Percy Freeman

Personal information
- Full name: Ronald Peter Freeman
- Date of birth: 4 July 1945
- Place of birth: Newark-on-Trent, England
- Date of death: 5 January 2016 (aged 70)
- Height: 6 ft 0+1⁄4 in (1.84 m)
- Position: Forward

Senior career*
- Years: Team / Apps / (Gls)
- Stourbridge
- 1969–1970: West Bromwich Albion / 3 / (0)
- 1970–1973: Lincoln City / 80 / (30)
- 1972–1975: Reading / 60 / (13)
- 1974–1977: Lincoln City / 72 / (34)
- Boston United
- Total:  / 215 / (77)

= Percy Freeman =

English footballer

Ronald Peter 'Percy' Freeman (4 July 1945 – 5 January 2016) was an English footballer who played as a forward.

==Early career==
Freeman commenced his career with local non-league clubs around Redditch where he was brought up, playing for junior sides Headless Cross Youth, Alcester Boys Club and Clent Rovers as a teenager and then senior sides Alcester Town, Alvechurch, Astwood Bank, and Stourbridge coupled with Sunday league teams AFC, Black Horse and the Redditch Wednesday shopkeepers team.
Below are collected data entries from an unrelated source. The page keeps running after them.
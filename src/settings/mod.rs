// SPDX-License-Identifier: GPL-3.0-or-later
use std::fs;
use std::path::Path;

use anyhow::Context as _;
use serde::Deserialize;
use tracing::debug;

mod cli;
mod restore;

use crate::mqtt::MqttSettings;
use crate::sensor::{validate_sensors, SensorSettings};
pub(crate) use cli::Args;
pub(crate) use restore::RestoreSettings;

#[derive(Debug, Deserialize)]
pub(crate) struct Settings {
    /// MQTT server connection settings.
    pub(crate) mqtt: MqttSettings,

    /// Where and how often the sensor states are saved for the next run.
    #[serde(default)]
    pub(crate) restore: RestoreSettings,

    /// The sensors to track.
    #[serde(default)]
    pub(crate) sensors: Vec<SensorSettings>,
}

impl Settings {
    /// Read and validate the configuration file at the given path.
    pub(crate) fn from_path<P: AsRef<Path>>(path: P) -> anyhow::Result<Self> {
        let path = path.as_ref();
        let config_data = fs::read(path)
            .with_context(|| format!("Unable to read configuration file {:?}", path))?;
        let settings: Self = toml::from_slice(&config_data)
            .with_context(|| format!("Unable to parse configuration file {:?}", path))?;
        validate_sensors(&settings.sensors).context("Invalid sensor configuration")?;
        debug!(sensors = settings.sensors.len(), "Loaded configuration");
        Ok(settings)
    }
}
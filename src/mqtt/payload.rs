// SPDX-License-Identifier: GPL-3.0-or-later
use serde::Serialize;

/// Encode a value as an MQTT payload.
///
/// Strings are sent as-is rather than as quoted JSON, and `null` is an empty payload. Anything
/// else is encoded as JSON.
pub(super) fn to_payload<T>(value: &T) -> serde_json::Result<Vec<u8>>
where
    T: Serialize + ?Sized,
{
    let value = serde_json::to_value(value)?;
    if let Some(text) = value.as_str() {
        return Ok(text.as_bytes().to_vec());
    }
    if value.is_null() {
        return Ok(Vec::new());
    }
    serde_json::to_vec(&value)
}
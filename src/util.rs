// SPDX-License-Identifier: GPL-3.0-or-later
use std::panic;

use tokio::task::JoinError;

/// Collapse the result of a spawned fallible task into a single [anyhow::Result].
///
/// Panics within the task are resumed on the current thread.
pub(crate) fn flatten_join_result<T, E>(
    join_result: Result<Result<T, E>, JoinError>,
) -> anyhow::Result<T>
where
    anyhow::Error: From<E>,
{
    match join_result {
        Ok(inner_result) => Ok(inner_result?),
        Err(join_error) => {
            if join_error.is_panic() {
                panic::resume_unwind(join_error.into_panic());
            } else {
                Err(join_error.into())
            }
        }
    }
}

#[cfg(test)]
mod test {
    use super::flatten_join_result;

    #[tokio::test]
    async fn task_results() {
        let ok = tokio::spawn(async { Ok::<_, anyhow::Error>(3) }).await;
        assert_eq!(flatten_join_result(ok).ok(), Some(3));
        let err = tokio::spawn(async { Err::<(), _>(anyhow::anyhow!("nope")) }).await;
        assert!(flatten_join_result(err).is_err());
    }

    #[tokio::test]
    async fn cancelled_task() {
        let task = tokio::spawn(futures::future::pending::<anyhow::Result<()>>());
        task.abort();
        assert!(flatten_join_result(task.await).is_err());
    }
}
// SPDX-License-Identifier: GPL-3.0-or-later
mod cell;
mod scheduler;

pub(crate) use cell::{ExpiringValueCell, RestoreOutcome};
pub(crate) use scheduler::{Scheduler, TimerFired, TimerHandle, TokioScheduler};

#[cfg(test)]
pub(crate) use scheduler::manual::ManualScheduler;
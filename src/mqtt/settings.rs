// SPDX-License-Identifier: GPL-3.0-or-later
use anyhow::{anyhow, bail};
use hmac::{Hmac, Mac, NewMac};
use machine_uid::machine_id::get_machine_id;
use rumqttc::{LastWill, MqttOptions, QoS};
use serde::Deserialize;
use sha2::Sha256;
use tracing::{debug, trace, warn};
use url::Url;

use std::convert::{TryFrom, TryInto};
use std::str::FromStr;

use super::client::Status;
use super::external_value::ExternalValue;

type HmacSha256 = Hmac<Sha256>;

pub const DEFAULT_MQTT_PORT: u16 = 1883;
pub const DEFAULT_MQTTS_PORT: u16 = 8883;
const DEFAULT_BASE_TOPIC: &str = "mqtt_sensor_expiry";
/// rumqttc refuses keep alive intervals shorter than this.
const MINIMUM_KEEP_ALIVE: u16 = 5;
const APPLICATION_KEY: &[u8; 16] =
    b"\x3e\x91\x0c\x5a\x7b\xd2\x4f\x18\xa6\x0f\x93\x2c\x54\xe1\x8b\x07";

#[derive(Deserialize, Debug, PartialEq)]
pub(crate) struct MqttSettings {
    /// A name for this instance, used in the published topics.
    pub(crate) name: String,

    /// Override the MQTT client ID.
    ///
    /// If not provided, an ID is generated from a hash of the machine ID, so it is stable across
    /// restarts of the same install.
    #[serde(default)]
    client_id: Option<String>,

    /// The MQTT server username, if required.
    #[serde(default)]
    username: Option<String>,

    /// The MQTT server password, if required.
    ///
    /// While a password *can* be specified directly in a configuration file, it is recommended to
    /// provide it either in an environment variable, or in a separate file with the minimal file
    /// permissions necessary. This configuration value can be given either as a plain string, or
    /// as a map/object with a key "file" or "env", giving a path to a file or an environment
    /// variable to read the password from.
    #[serde(default)]
    password: Option<ExternalValue>,

    /// A URL for the MQTT server to connect to. Only the 'mqtt' scheme (MQTT over TCP) can be
    /// connected to, 'mqtts' is recognized but rejected when connecting. If a port is not given,
    /// 1883 is used for MQTT over TCP, and 8883 for MQTT over TLS.
    server: MqttUrl,

    /// The topic prefix everything is published under.
    #[serde(default = "MqttSettings::default_base_topic")]
    base_topic: String,

    /// Enable MQTT keep-alive.
    ///
    /// Periodically the client will ping the server so the server knows the connection is still
    /// active. Specified in seconds. 0 is the same as disabled.
    #[serde(default)]
    keep_alive: Option<u16>,
}

#[derive(Debug, Deserialize, PartialEq)]
#[serde(try_from = "Url")]
pub struct MqttUrl(Url);

impl TryFrom<Url> for MqttUrl {
    type Error = anyhow::Error;

    /// Attempt to create an [MqttUrl] from a [Url].
    ///
    /// It is an error if the URL scheme is something other than 'mqtt' or 'mqtts'. The default
    /// ports for those schemes are also applied if no port is given.
    fn try_from(mut url: Url) -> anyhow::Result<Self> {
        let default_port = match url.scheme() {
            "mqtt" => DEFAULT_MQTT_PORT,
            "mqtts" => DEFAULT_MQTTS_PORT,
            invalid => return Err(anyhow!("invalid scheme '{}'", invalid)),
        };
        if url.host_str().is_none() {
            bail!("the MQTT server URL needs a host");
        }
        if url.port().is_none() {
            url.set_port(Some(default_port))
                .map_err(|_| anyhow!("unable to set the default port {}", default_port))?;
        }
        Ok(Self(url))
    }
}

impl<'a> TryFrom<&'a MqttUrl> for (&'a str, u16) {
    type Error = anyhow::Error;

    fn try_from(url: &'a MqttUrl) -> anyhow::Result<Self> {
        let host = url
            .0
            .host_str()
            .ok_or_else(|| anyhow!("MQTT URL somehow doesn't have a host"))?;
        let port = url
            .0
            .port()
            .ok_or_else(|| anyhow!("Unset port for the MQTT URL"))?;
        Ok((host, port))
    }
}

impl FromStr for MqttUrl {
    type Err = anyhow::Error;

    fn from_str(s: &str) -> anyhow::Result<Self> {
        let url: url::Url = s.parse()?;
        url.try_into()
    }
}

impl MqttSettings {
    fn default_base_topic() -> String {
        DEFAULT_BASE_TOPIC.to_string()
    }

    pub(crate) fn server_url(&self) -> &Url {
        &self.server.0
    }

    /// The topic this service's own online/offline status is published to.
    pub(crate) fn status_topic(&self) -> String {
        format!("{}/{}/status", self.base_topic, self.name)
    }

    /// The topic a sensor's state is published to.
    pub(crate) fn sensor_state_topic(&self, unique_id: &str) -> String {
        format!("{}/{}/{}/state", self.base_topic, self.name, unique_id)
    }

    /// Get the client ID for the MQTT connection.
    ///
    /// If one was provided, use that. If not, retrieve a machine-specific ID from the OS and hash
    /// it. If a machine-specific ID is not able to be found, the configured name is used instead
    /// (also hashed).
    pub(crate) fn client_id(&self) -> String {
        match &self.client_id {
            Some(client_id) => client_id.clone(),
            None => {
                let machine_id: Vec<u8> = match get_machine_id() {
                    Ok(machine_id) => {
                        let hex_digits: String = machine_id
                            .to_ascii_lowercase()
                            .matches(|c: char| c.is_ascii_hexdigit())
                            .collect();
                        // trace level can log possibly sensitive information, which includes the
                        // raw (unhashed) machine ID
                        trace!(machine_id = %hex_digits, "extracted machine ID");
                        hex::decode(&hex_digits).unwrap_or_else(|_| hex_digits.into_bytes())
                    }
                    Err(e) => {
                        warn!(error = ?e, "Unable to get machine ID, using '{}' instead", self.name);
                        self.name.as_bytes().into()
                    }
                };
                // The HMAC keeps the raw machine ID from leaking to the broker.
                let mut mac = HmacSha256::new_from_slice(APPLICATION_KEY)
                    .expect("HMAC can be created from embedded key");
                mac.update(&machine_id);
                mac.update(self.name.as_bytes());
                let digest = hex::encode(mac.finalize().into_bytes());
                let client_id = format!("{}-{}", DEFAULT_BASE_TOPIC, &digest[..16]);
                debug!(%client_id, "generated client ID");
                client_id
            }
        }
    }
}

impl TryFrom<&MqttSettings> for MqttOptions {
    type Error = anyhow::Error;

    fn try_from(settings: &MqttSettings) -> anyhow::Result<Self> {
        if settings.server_url().scheme() != "mqtt" {
            bail!(
                "unsupported MQTT server scheme '{}', only 'mqtt' is supported",
                settings.server_url().scheme()
            );
        }
        let (host, port): (&str, u16) = (&settings.server).try_into()?;
        let mut options = MqttOptions::new(settings.client_id(), host, port);
        match settings.keep_alive {
            None | Some(0) => (),
            Some(keep_alive) => {
                options.set_keep_alive(keep_alive.max(MINIMUM_KEEP_ALIVE));
            }
        }
        if let Some(username) = &settings.username {
            let password = settings
                .password
                .as_ref()
                .map_or("", |p| p.as_str());
            options.set_credentials(username.clone(), password.to_string());
        }
        options.set_last_will(LastWill::new(
            settings.status_topic(),
            Status::Offline.to_string(),
            QoS::AtLeastOnce,
            true,
        ));
        Ok(options)
    }
}

#[cfg(test)]
mod test {
    use std::convert::TryFrom;

    use rumqttc::MqttOptions;

    use super::MqttSettings;

    #[test]
    fn defaults() {
        let source = r#"
        name = "example"
        server = "mqtt://127.0.0.1"
        "#;
        let parsed = toml::from_str(source);
        assert!(parsed.is_ok(), "Unable to parse TOML: {:?}", parsed);
        let parsed: MqttSettings = parsed.unwrap();
        let expected = MqttSettings {
            name: "example".to_string(),
            client_id: None,
            username: None,
            password: None,
            server: "mqtt://127.0.0.1".parse().unwrap(),
            base_topic: "mqtt_sensor_expiry".to_string(),
            keep_alive: None,
        };
        assert_eq!(parsed, expected);
        assert_eq!(parsed.status_topic(), "mqtt_sensor_expiry/example/status");
        assert_eq!(
            parsed.sensor_state_topic("kitchen"),
            "mqtt_sensor_expiry/example/kitchen/state"
        );
    }

    #[test]
    fn specified_client_id() {
        let client_id = "abcdefghijklmnopqrstuvwxyz0123456789";
        let source = format!(
            r#"
        name = "example"
        server = "mqtt://127.0.0.1"
        client_id = "{}"
        base_topic = "sensors"
        "#,
            client_id
        );
        let parsed: MqttSettings = toml::from_str(&source).expect("TOML to parse");
        assert_eq!(parsed.client_id(), client_id.to_string());
        assert_eq!(parsed.status_topic(), "sensors/example/status");
    }

    #[test]
    fn generate_client_id() {
        let source = r#"
        name = "example"
        server = "mqtt://127.0.0.1"
        "#;
        let parsed: MqttSettings = toml::from_str(source).expect("TOML to parse");
        let client_id = parsed.client_id();
        assert!(client_id.starts_with("mqtt_sensor_expiry-"));
        assert_eq!(client_id.len(), "mqtt_sensor_expiry-".len() + 16);
        // Stable for the same settings on the same machine
        assert_eq!(client_id, parsed.client_id());
    }

    #[test]
    fn connection_options() {
        let source = r#"
        name = "example"
        server = "mqtt://broker.test:1884"
        username = "sensor"
        password = "hunter2"
        keep_alive = 2
        "#;
        let parsed: MqttSettings = toml::from_str(source).expect("TOML to parse");
        assert!(MqttOptions::try_from(&parsed).is_ok());
    }

    #[test]
    fn tls_is_rejected_when_connecting() {
        let source = r#"
        name = "example"
        server = "mqtts://broker.test"
        "#;
        let parsed: MqttSettings = toml::from_str(source).expect("mqtts URLs to parse");
        assert!(MqttOptions::try_from(&parsed).is_err());
    }
}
He joined West Bromwich Albion in 1969. After only making three appearances with The Hawthorns club, Freeman signed for Lincoln City where he was best known with 152 league appearances and 64 goals. Freeman also played for Reading and Boston United, and later managed Boston Town.

Freeman died on 5 January 2016 at the age of 70 after a long period of ill-health.